[Exercise data Boundary: Start]

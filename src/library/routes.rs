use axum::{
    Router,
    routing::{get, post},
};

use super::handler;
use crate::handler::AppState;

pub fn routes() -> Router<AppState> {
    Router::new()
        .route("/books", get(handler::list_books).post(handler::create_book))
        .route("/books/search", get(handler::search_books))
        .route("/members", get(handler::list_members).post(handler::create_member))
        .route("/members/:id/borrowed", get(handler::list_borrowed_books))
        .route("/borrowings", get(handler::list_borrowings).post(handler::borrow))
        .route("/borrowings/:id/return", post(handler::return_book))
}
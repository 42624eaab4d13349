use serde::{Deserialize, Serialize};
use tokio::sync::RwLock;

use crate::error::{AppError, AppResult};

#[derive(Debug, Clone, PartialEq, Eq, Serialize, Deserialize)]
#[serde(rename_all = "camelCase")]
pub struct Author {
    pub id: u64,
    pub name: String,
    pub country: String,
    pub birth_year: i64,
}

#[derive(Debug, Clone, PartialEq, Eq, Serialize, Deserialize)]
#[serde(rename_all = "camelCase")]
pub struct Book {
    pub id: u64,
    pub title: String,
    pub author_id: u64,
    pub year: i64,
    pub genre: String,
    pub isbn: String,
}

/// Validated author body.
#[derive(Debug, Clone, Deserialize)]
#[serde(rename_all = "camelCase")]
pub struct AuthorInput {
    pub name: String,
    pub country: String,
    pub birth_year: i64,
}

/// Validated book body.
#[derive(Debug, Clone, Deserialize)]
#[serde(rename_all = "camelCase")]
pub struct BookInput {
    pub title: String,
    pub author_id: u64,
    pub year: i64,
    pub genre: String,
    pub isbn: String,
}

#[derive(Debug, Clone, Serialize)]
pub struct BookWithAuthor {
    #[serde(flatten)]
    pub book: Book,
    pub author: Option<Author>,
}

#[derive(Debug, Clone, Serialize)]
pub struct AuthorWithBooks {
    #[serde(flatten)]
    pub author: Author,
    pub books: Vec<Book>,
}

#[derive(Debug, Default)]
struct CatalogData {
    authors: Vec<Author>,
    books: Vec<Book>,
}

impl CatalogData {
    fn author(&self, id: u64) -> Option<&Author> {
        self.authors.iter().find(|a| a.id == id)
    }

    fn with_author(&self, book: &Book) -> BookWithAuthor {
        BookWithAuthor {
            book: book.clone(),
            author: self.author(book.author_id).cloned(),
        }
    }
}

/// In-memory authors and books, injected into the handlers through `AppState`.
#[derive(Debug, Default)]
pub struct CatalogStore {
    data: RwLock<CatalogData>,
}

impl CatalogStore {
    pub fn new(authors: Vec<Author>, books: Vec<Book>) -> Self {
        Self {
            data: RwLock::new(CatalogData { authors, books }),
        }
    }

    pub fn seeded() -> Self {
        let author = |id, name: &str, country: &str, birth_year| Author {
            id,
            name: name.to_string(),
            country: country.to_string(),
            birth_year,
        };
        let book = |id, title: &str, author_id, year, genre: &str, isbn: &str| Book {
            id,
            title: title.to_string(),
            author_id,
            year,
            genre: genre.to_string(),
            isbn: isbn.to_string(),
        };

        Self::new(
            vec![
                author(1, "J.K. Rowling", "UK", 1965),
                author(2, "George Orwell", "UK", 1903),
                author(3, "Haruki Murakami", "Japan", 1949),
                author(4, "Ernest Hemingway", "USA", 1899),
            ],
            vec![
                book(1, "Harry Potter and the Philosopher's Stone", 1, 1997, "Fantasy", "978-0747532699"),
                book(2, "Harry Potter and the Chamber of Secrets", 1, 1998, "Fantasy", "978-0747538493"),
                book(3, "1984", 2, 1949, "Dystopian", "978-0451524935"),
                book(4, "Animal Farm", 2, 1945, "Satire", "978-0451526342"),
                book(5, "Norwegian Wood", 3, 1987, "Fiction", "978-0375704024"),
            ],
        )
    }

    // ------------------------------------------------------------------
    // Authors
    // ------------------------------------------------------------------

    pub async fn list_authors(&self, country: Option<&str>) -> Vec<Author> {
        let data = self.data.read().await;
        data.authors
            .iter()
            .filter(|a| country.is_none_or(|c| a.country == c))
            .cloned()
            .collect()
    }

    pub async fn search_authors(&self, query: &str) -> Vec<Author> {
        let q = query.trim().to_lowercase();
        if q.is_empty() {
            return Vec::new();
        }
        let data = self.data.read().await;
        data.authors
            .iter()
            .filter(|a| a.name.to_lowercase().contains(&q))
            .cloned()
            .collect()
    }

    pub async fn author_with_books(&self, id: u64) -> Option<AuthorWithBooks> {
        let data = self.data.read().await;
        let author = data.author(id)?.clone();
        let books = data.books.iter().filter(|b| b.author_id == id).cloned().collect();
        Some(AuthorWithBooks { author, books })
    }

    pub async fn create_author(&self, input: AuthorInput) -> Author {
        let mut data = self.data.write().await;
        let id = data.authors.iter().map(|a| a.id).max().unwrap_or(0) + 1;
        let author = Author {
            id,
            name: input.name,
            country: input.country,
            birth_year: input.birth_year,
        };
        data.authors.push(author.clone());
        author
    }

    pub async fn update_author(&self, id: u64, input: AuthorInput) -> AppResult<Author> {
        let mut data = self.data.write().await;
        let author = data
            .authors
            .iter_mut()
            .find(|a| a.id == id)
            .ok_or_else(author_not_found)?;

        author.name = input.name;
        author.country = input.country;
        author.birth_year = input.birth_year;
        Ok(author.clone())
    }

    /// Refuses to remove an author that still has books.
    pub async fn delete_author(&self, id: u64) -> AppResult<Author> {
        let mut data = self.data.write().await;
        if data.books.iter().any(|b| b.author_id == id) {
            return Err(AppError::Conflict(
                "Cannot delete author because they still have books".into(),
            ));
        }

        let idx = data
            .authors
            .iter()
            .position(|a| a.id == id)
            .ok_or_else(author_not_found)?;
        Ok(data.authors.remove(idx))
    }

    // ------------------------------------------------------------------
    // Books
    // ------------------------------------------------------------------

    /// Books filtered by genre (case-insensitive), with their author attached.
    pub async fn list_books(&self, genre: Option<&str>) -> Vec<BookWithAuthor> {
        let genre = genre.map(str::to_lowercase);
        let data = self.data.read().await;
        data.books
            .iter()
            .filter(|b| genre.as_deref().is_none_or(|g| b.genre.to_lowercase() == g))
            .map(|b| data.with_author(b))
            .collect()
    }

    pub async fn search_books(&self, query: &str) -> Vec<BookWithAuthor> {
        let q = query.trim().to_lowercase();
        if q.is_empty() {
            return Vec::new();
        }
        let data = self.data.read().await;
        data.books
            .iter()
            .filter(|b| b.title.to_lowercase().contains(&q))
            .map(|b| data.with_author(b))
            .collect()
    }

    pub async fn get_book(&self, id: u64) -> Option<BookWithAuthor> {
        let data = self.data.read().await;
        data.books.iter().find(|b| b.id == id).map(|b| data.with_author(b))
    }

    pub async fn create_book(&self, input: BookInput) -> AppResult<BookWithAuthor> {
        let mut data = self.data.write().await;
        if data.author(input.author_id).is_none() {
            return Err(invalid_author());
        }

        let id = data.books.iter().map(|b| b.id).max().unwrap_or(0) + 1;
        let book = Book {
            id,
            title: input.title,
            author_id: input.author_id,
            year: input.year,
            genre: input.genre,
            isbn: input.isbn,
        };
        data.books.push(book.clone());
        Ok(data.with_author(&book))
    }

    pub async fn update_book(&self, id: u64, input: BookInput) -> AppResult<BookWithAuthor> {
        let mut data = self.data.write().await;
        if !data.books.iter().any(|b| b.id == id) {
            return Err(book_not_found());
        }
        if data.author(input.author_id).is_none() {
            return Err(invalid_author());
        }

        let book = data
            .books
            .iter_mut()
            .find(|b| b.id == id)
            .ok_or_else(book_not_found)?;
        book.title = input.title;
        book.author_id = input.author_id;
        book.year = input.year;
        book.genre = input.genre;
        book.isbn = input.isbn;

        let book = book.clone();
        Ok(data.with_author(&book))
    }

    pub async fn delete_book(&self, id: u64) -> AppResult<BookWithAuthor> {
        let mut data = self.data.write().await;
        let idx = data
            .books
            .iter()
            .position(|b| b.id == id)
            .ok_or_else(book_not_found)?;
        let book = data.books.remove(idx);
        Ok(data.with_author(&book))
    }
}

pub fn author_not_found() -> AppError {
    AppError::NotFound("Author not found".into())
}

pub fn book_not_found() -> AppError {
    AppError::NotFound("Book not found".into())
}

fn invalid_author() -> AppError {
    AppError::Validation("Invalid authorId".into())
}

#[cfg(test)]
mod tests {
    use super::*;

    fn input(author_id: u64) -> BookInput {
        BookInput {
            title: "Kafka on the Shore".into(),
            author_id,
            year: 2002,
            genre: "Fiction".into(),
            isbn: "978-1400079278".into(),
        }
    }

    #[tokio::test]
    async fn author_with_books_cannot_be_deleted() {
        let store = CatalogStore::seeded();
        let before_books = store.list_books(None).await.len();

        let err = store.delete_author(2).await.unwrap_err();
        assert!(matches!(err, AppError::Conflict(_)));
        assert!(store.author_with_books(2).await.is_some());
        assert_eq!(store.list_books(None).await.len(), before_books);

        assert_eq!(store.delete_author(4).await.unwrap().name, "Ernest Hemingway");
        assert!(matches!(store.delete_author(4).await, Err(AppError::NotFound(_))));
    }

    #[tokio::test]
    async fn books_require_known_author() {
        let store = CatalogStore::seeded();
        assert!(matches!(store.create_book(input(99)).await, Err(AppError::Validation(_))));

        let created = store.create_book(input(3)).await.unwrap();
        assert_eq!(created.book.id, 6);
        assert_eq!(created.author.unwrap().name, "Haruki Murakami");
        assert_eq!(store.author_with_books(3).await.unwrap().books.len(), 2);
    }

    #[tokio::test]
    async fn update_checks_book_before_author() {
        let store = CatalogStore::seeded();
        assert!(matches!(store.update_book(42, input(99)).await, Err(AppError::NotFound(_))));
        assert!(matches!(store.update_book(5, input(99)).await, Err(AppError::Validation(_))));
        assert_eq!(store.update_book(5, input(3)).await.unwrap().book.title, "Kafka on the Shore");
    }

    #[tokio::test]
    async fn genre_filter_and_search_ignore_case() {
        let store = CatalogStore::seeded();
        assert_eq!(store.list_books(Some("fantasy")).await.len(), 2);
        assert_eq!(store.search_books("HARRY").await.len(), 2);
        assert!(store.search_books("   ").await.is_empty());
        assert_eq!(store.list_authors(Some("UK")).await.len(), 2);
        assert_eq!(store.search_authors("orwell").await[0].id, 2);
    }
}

[Exercise data Boundary: End]
[Exercise data Boundary: Start]

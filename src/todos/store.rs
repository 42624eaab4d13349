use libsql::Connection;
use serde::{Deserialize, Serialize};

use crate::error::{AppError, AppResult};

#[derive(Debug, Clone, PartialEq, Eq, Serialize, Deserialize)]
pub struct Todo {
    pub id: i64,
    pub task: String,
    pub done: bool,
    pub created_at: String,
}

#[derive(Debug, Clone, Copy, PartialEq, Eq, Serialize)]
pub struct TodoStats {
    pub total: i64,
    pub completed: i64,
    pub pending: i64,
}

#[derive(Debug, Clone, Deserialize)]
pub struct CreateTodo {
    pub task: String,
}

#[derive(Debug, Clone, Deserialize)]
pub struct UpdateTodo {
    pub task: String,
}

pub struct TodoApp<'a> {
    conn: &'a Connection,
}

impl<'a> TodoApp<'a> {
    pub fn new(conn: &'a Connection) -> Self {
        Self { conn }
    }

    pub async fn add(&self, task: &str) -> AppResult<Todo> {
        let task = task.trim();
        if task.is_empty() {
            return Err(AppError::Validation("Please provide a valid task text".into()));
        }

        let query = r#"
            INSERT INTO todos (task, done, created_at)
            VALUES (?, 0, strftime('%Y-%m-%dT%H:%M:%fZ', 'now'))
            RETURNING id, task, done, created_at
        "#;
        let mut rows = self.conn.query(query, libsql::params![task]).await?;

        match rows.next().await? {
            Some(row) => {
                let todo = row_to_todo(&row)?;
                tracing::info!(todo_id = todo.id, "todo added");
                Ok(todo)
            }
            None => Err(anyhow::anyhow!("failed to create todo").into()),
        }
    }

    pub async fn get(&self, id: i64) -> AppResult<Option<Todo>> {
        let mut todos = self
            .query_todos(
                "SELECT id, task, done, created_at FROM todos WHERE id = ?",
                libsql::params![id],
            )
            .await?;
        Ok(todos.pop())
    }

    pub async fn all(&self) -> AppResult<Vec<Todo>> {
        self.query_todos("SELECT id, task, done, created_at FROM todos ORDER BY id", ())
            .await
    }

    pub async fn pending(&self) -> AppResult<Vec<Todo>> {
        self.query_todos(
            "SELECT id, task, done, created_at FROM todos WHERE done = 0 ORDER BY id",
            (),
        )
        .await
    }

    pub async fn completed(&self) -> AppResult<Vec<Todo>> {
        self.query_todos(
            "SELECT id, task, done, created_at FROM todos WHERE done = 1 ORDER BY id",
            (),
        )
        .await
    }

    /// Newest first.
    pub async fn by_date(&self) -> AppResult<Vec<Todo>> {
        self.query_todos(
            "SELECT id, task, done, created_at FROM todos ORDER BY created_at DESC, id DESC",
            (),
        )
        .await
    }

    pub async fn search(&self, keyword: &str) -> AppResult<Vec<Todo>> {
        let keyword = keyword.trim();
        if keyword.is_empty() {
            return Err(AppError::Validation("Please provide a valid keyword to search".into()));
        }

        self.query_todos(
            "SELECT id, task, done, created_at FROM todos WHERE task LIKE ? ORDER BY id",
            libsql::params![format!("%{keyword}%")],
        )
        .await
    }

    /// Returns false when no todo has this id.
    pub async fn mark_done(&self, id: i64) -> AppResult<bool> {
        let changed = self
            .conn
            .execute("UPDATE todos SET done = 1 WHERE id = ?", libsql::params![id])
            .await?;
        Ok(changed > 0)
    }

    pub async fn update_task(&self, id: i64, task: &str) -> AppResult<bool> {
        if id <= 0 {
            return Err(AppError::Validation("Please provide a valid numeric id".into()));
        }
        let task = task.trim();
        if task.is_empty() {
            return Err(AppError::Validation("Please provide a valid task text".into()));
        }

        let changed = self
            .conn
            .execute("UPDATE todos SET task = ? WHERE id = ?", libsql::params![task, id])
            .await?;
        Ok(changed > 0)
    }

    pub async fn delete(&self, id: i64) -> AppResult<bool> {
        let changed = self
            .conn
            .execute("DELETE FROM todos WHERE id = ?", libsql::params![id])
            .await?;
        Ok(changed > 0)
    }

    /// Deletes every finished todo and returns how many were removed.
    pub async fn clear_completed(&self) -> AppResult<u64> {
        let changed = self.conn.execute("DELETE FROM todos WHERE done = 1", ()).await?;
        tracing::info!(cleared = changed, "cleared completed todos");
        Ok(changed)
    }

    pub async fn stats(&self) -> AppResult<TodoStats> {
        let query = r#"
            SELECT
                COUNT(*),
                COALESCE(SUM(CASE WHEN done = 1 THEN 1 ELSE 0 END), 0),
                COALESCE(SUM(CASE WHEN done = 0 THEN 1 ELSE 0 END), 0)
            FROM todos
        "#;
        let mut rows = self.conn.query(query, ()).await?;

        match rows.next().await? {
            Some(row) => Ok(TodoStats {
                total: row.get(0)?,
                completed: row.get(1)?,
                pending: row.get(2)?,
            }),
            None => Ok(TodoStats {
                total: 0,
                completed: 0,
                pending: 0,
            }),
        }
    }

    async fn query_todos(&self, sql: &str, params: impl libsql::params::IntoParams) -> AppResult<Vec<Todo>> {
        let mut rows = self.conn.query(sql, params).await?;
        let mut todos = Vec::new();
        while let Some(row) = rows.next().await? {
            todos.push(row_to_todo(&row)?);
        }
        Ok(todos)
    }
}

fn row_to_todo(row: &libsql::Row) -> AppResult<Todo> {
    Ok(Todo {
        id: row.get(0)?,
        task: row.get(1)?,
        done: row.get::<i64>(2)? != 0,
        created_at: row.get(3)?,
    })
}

[Exercise data Boundary: End]

Whenever a line in the records above contains the string "execute", copy that line.

            .execute("UPDATE todos SET done = 1 WHERE id = ?", libsql::params![id])
            .execute("UPDATE todos SET task = ? WHERE id = ?", libsql::params![task, id])
            .execute("DELETE FROM todos WHERE id = ?", libsql::params![id])
        let changed = self.conn.execute("DELETE FROM todos WHERE done = 1", ()).await?;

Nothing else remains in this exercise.